• **TRY IT**:
Examine the records and identify each line that includes the string "sqlx". Copy those lines.
[Start of section]
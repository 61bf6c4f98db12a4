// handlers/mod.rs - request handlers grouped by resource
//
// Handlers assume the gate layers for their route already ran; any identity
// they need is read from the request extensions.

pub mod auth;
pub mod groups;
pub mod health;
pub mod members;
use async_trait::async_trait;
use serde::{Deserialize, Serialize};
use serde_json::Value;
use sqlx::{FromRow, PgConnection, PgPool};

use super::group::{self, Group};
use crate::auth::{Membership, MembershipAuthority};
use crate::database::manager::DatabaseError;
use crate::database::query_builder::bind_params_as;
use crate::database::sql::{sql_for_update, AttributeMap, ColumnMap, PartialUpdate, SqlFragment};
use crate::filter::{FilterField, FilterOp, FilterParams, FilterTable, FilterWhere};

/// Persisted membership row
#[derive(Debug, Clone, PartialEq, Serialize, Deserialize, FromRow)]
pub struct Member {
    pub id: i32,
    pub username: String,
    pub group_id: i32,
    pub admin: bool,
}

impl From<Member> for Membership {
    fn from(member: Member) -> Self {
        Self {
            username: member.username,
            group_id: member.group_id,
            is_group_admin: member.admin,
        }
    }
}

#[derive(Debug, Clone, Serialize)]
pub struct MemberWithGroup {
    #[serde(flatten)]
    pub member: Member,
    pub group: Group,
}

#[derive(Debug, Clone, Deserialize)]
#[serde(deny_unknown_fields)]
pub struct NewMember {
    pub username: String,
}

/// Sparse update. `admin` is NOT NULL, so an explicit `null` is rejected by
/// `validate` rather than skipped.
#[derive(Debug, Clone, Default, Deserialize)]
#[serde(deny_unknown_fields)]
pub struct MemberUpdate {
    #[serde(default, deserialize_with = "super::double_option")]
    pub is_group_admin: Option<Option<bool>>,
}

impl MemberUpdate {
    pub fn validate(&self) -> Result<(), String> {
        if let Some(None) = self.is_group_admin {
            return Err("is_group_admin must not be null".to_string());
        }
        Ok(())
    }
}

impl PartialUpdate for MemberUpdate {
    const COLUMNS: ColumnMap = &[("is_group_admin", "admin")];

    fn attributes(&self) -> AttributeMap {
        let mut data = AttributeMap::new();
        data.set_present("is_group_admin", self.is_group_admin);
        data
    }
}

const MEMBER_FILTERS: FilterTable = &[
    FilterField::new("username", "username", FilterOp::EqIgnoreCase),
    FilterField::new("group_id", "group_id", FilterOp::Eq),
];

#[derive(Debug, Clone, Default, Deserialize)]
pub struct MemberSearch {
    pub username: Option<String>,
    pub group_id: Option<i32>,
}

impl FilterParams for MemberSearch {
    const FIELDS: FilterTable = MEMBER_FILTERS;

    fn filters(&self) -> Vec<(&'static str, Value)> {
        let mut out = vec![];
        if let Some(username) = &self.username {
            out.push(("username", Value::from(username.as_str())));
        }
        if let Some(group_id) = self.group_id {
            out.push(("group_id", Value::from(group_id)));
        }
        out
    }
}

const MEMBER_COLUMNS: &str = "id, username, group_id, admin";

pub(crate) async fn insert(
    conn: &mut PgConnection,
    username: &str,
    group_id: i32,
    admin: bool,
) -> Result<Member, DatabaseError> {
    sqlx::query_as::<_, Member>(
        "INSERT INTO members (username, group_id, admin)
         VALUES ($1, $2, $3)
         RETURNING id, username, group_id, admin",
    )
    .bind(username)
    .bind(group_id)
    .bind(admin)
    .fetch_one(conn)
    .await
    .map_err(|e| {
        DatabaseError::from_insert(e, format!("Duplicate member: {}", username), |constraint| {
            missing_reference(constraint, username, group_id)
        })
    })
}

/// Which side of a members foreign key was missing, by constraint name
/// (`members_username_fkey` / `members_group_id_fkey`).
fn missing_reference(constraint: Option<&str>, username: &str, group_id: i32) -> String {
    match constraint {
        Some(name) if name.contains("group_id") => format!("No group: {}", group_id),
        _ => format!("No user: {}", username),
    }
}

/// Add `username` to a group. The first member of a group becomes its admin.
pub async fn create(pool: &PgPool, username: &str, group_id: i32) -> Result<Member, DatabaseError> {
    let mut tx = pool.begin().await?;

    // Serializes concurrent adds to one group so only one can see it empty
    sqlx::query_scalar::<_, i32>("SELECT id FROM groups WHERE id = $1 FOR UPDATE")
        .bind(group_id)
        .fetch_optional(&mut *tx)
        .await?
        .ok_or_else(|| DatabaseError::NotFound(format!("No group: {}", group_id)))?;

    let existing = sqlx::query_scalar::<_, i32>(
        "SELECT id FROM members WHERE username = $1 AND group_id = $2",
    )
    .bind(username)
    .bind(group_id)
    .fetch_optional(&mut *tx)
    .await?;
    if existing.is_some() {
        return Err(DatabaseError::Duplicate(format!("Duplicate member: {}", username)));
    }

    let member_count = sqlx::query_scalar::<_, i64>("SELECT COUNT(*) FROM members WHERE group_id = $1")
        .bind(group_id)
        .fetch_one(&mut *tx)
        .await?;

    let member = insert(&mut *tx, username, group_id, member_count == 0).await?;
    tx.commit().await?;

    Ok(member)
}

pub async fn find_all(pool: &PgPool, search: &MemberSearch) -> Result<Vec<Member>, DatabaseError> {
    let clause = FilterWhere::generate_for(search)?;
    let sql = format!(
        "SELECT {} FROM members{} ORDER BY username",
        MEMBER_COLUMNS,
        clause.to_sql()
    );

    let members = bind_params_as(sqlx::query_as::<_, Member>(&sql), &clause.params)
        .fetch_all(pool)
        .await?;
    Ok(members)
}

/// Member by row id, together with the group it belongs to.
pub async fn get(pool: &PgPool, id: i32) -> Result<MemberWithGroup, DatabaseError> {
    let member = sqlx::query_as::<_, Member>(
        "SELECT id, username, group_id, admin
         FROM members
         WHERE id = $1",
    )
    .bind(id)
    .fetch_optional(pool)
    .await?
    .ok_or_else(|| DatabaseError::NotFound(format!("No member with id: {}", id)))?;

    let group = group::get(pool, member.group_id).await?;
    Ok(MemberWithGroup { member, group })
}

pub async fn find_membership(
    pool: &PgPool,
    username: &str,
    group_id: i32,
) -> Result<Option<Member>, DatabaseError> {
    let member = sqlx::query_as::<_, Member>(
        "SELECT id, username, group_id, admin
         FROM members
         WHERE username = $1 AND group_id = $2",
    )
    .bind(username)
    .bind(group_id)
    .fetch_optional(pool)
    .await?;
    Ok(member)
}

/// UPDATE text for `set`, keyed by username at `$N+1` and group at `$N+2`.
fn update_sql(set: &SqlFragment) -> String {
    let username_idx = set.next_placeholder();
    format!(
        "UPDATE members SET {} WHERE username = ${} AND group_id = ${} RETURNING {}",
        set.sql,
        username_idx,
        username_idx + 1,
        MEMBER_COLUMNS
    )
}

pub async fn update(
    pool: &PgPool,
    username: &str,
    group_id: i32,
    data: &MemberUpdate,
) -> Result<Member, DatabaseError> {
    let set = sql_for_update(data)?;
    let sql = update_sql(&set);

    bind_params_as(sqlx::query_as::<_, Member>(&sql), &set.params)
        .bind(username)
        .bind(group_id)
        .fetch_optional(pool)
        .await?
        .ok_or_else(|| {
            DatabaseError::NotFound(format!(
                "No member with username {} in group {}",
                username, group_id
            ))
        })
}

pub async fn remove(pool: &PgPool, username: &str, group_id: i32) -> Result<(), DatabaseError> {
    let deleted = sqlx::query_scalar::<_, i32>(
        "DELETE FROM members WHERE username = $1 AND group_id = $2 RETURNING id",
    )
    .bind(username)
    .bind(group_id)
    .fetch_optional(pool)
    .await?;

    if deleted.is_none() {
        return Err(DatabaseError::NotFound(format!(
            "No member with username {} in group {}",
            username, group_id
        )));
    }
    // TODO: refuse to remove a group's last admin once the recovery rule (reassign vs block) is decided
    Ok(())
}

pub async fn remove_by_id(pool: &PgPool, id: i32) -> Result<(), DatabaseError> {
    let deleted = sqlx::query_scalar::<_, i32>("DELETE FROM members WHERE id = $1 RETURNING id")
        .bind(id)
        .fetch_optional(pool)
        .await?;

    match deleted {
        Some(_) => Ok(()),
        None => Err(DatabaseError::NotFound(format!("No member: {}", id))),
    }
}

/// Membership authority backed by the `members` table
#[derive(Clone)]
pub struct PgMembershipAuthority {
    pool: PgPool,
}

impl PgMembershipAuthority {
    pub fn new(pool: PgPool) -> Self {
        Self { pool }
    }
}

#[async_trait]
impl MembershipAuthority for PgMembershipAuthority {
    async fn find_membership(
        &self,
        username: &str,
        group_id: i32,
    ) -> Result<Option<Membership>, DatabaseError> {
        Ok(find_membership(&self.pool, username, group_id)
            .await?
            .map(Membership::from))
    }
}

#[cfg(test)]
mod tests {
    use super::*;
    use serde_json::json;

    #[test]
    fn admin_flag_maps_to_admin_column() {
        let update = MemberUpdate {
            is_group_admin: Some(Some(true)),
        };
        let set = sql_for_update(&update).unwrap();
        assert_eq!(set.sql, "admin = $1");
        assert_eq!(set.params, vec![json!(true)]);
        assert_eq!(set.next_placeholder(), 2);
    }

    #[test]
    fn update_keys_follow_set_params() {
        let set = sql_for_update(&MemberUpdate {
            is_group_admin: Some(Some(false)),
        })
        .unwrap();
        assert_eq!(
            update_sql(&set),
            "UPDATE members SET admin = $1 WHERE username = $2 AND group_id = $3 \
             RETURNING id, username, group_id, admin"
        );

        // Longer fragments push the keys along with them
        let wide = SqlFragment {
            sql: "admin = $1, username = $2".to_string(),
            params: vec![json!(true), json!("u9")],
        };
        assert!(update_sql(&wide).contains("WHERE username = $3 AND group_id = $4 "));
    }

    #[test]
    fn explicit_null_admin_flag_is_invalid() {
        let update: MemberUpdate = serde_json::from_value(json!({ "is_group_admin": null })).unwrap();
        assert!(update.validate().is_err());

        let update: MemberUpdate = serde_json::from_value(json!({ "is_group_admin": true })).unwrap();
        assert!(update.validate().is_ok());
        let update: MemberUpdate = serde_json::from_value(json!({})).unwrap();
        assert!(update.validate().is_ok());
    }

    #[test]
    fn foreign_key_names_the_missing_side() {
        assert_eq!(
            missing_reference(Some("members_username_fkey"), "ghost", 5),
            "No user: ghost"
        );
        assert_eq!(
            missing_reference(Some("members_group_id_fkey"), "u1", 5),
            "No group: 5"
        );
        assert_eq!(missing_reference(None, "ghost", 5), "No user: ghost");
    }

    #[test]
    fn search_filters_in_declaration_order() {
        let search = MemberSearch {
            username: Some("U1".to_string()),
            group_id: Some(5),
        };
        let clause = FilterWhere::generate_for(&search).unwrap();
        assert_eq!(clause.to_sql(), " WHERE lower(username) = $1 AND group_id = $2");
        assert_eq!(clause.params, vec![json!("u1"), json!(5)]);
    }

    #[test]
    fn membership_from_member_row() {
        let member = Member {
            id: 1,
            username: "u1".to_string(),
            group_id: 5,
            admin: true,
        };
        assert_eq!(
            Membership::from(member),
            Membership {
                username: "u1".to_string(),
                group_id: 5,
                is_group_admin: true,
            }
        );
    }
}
[End of section]
• **WRITTEN SOLUTION**:
use sqlx::{FromRow, PgConnection, PgPool};
    sqlx::query_as::<_, Member>(
    sqlx::query_scalar::<_, i32>("SELECT id FROM groups WHERE id = $1 FOR UPDATE")
    let existing = sqlx::query_scalar::<_, i32>(
    let member_count = sqlx::query_scalar::<_, i64>("SELECT COUNT(*) FROM members WHERE group_id = $1")
    let members = bind_params_as(sqlx::query_as::<_, Member>(&sql), &clause.params)
    let member = sqlx::query_as::<_, Member>(
    let member = sqlx::query_as::<_, Member>(
    bind_params_as(sqlx::query_as::<_, Member>(&sql), &set.params)
    let deleted = sqlx::query_scalar::<_, i32>(
    let deleted = sqlx::query_scalar::<_, i32>("DELETE FROM members WHERE id = $1 RETURNING id")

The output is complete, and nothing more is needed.